§ **Work to be completed**:
Lines in the data below that contain the word "step" are to be copied.

§ **Dataset entries**:
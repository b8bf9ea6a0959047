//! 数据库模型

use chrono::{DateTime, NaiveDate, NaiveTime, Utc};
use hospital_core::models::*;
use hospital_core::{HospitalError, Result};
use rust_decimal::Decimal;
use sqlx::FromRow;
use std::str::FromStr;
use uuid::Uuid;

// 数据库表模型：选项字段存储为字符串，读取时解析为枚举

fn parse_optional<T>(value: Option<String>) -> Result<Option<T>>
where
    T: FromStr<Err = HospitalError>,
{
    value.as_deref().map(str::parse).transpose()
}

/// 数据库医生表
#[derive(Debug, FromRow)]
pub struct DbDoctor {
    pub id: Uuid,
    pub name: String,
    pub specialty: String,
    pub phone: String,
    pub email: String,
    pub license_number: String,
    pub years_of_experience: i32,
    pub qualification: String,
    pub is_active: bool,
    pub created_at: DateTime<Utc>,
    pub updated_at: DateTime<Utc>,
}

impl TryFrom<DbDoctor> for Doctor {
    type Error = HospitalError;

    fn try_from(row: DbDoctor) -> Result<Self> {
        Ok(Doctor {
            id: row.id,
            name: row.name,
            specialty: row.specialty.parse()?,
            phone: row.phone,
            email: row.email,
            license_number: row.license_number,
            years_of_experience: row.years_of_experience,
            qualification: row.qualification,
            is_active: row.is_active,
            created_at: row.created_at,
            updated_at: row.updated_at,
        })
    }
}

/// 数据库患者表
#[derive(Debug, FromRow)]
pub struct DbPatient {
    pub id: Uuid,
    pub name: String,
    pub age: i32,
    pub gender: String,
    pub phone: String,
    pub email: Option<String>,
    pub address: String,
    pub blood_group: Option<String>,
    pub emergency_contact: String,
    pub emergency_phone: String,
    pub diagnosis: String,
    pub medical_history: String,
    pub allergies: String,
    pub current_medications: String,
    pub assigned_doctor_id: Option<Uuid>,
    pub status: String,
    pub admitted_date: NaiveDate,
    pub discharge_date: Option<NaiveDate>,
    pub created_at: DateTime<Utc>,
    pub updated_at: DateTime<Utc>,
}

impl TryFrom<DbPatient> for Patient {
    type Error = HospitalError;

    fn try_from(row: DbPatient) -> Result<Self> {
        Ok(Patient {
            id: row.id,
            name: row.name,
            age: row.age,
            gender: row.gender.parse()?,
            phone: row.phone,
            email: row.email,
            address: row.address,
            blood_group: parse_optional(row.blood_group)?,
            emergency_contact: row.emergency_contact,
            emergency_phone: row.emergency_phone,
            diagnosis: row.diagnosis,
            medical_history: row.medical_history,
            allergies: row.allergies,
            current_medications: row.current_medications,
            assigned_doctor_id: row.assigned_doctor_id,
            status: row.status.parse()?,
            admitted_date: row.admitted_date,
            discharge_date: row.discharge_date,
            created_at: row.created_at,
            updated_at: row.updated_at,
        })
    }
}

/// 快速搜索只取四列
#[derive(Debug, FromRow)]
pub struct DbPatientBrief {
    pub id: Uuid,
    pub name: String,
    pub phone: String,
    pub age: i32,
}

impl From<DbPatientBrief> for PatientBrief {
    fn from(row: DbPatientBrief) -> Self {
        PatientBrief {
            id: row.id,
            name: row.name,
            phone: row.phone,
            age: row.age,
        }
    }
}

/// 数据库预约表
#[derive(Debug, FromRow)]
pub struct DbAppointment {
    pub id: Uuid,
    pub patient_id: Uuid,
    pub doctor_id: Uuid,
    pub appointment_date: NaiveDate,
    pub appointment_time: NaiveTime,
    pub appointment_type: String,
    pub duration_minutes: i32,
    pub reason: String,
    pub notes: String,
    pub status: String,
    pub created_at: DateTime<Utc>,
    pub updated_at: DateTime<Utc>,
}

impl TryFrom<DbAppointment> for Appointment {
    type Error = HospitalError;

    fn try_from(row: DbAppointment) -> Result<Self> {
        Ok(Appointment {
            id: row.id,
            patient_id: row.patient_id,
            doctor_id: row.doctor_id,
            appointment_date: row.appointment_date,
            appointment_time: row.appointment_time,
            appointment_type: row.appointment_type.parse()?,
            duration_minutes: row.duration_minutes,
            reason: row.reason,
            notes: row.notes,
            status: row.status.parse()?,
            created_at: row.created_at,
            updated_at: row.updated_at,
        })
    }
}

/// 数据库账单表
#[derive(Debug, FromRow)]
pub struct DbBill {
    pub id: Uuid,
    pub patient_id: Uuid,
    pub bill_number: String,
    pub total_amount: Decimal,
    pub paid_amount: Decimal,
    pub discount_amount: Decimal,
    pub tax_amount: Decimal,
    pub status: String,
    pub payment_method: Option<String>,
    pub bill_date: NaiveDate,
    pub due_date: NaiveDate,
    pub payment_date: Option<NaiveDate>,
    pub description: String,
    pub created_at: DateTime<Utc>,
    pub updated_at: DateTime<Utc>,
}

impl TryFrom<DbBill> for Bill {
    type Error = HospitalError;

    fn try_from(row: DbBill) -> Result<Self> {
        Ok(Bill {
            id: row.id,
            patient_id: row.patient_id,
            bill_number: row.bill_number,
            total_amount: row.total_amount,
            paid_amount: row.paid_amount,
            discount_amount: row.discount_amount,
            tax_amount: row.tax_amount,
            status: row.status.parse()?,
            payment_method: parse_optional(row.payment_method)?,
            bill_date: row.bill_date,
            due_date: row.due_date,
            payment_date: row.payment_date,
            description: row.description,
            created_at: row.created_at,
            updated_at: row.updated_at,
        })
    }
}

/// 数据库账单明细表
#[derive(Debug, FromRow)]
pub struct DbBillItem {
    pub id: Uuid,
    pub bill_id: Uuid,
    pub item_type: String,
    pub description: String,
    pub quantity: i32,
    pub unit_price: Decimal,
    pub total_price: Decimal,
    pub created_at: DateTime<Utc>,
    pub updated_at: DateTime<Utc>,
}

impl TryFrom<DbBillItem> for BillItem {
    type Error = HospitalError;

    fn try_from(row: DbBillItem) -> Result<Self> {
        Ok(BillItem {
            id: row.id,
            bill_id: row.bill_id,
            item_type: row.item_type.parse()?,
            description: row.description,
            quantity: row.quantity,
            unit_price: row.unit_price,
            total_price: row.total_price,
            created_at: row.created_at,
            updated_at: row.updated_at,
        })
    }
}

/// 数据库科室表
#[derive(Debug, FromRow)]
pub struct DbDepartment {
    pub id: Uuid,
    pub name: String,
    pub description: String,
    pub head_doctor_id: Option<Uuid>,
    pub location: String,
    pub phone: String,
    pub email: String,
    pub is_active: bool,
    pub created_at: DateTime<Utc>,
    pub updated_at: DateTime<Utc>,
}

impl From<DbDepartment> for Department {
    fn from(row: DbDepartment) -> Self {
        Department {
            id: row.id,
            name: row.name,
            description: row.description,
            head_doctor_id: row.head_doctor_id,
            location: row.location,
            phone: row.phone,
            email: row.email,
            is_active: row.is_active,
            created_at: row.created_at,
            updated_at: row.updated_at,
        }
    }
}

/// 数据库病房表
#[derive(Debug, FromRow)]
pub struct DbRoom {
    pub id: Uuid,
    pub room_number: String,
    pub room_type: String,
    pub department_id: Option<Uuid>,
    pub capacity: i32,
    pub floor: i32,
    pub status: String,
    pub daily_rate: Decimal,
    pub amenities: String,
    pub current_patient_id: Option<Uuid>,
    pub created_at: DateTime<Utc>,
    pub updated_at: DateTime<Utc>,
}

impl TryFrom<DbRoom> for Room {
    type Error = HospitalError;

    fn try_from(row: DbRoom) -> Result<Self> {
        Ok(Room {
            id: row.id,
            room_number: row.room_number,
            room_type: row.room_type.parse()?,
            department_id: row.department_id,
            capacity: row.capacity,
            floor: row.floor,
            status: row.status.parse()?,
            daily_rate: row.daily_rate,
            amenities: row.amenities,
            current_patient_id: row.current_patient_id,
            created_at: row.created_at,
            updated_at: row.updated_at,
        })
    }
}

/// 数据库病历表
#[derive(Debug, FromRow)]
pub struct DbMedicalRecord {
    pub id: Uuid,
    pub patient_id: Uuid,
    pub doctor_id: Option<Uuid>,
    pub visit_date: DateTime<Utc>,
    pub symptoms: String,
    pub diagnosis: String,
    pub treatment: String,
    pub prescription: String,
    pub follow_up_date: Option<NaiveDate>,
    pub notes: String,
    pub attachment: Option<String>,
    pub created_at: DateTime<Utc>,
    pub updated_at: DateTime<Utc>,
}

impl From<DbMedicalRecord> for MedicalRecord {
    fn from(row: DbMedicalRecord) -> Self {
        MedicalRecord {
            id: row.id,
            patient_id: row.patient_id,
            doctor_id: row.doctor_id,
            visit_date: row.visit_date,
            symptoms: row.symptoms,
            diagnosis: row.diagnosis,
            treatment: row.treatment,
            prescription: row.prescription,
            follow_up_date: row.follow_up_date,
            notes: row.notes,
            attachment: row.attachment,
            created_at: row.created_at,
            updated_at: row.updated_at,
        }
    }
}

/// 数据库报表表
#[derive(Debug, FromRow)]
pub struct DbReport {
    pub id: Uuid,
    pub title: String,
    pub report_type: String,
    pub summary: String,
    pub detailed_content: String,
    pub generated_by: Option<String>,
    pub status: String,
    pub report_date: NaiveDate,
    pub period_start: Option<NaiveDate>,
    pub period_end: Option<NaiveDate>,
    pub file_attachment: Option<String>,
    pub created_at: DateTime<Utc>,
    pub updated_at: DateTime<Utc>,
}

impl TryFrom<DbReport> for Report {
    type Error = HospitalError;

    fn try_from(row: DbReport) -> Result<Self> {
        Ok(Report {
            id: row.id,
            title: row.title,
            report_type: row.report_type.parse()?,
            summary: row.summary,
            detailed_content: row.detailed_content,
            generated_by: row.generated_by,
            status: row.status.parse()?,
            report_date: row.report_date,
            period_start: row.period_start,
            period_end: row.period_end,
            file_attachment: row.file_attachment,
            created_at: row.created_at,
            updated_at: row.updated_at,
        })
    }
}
==
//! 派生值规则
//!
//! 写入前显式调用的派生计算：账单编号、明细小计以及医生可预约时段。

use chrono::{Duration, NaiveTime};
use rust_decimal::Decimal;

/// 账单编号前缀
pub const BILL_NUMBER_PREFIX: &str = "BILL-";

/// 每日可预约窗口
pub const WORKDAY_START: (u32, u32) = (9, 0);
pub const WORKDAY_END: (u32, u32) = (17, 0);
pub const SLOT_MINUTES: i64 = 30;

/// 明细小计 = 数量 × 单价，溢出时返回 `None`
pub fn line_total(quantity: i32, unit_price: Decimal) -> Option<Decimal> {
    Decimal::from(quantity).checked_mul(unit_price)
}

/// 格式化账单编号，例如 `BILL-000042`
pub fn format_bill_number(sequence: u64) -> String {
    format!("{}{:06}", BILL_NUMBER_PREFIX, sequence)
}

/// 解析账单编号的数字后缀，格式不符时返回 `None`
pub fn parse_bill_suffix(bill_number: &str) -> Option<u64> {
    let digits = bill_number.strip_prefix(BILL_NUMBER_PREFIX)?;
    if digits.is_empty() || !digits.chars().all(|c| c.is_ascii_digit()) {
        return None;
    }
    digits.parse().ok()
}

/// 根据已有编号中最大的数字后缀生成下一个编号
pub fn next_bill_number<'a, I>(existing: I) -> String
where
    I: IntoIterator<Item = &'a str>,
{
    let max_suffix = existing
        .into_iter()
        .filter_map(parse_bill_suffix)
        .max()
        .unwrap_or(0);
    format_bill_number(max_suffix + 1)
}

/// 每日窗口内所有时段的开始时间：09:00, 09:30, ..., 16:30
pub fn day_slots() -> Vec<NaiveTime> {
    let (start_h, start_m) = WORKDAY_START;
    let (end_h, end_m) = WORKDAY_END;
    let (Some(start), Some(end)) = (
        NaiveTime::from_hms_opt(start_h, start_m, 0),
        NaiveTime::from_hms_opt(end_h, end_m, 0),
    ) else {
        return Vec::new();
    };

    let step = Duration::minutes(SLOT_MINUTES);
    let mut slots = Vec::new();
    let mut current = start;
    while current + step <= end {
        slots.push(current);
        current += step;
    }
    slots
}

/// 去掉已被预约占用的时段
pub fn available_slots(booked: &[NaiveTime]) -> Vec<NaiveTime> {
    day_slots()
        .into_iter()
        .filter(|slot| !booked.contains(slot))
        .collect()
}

§ **Response area**:
    let step = Duration::minutes(SLOT_MINUTES);
    while current + step <= end {
        current += step;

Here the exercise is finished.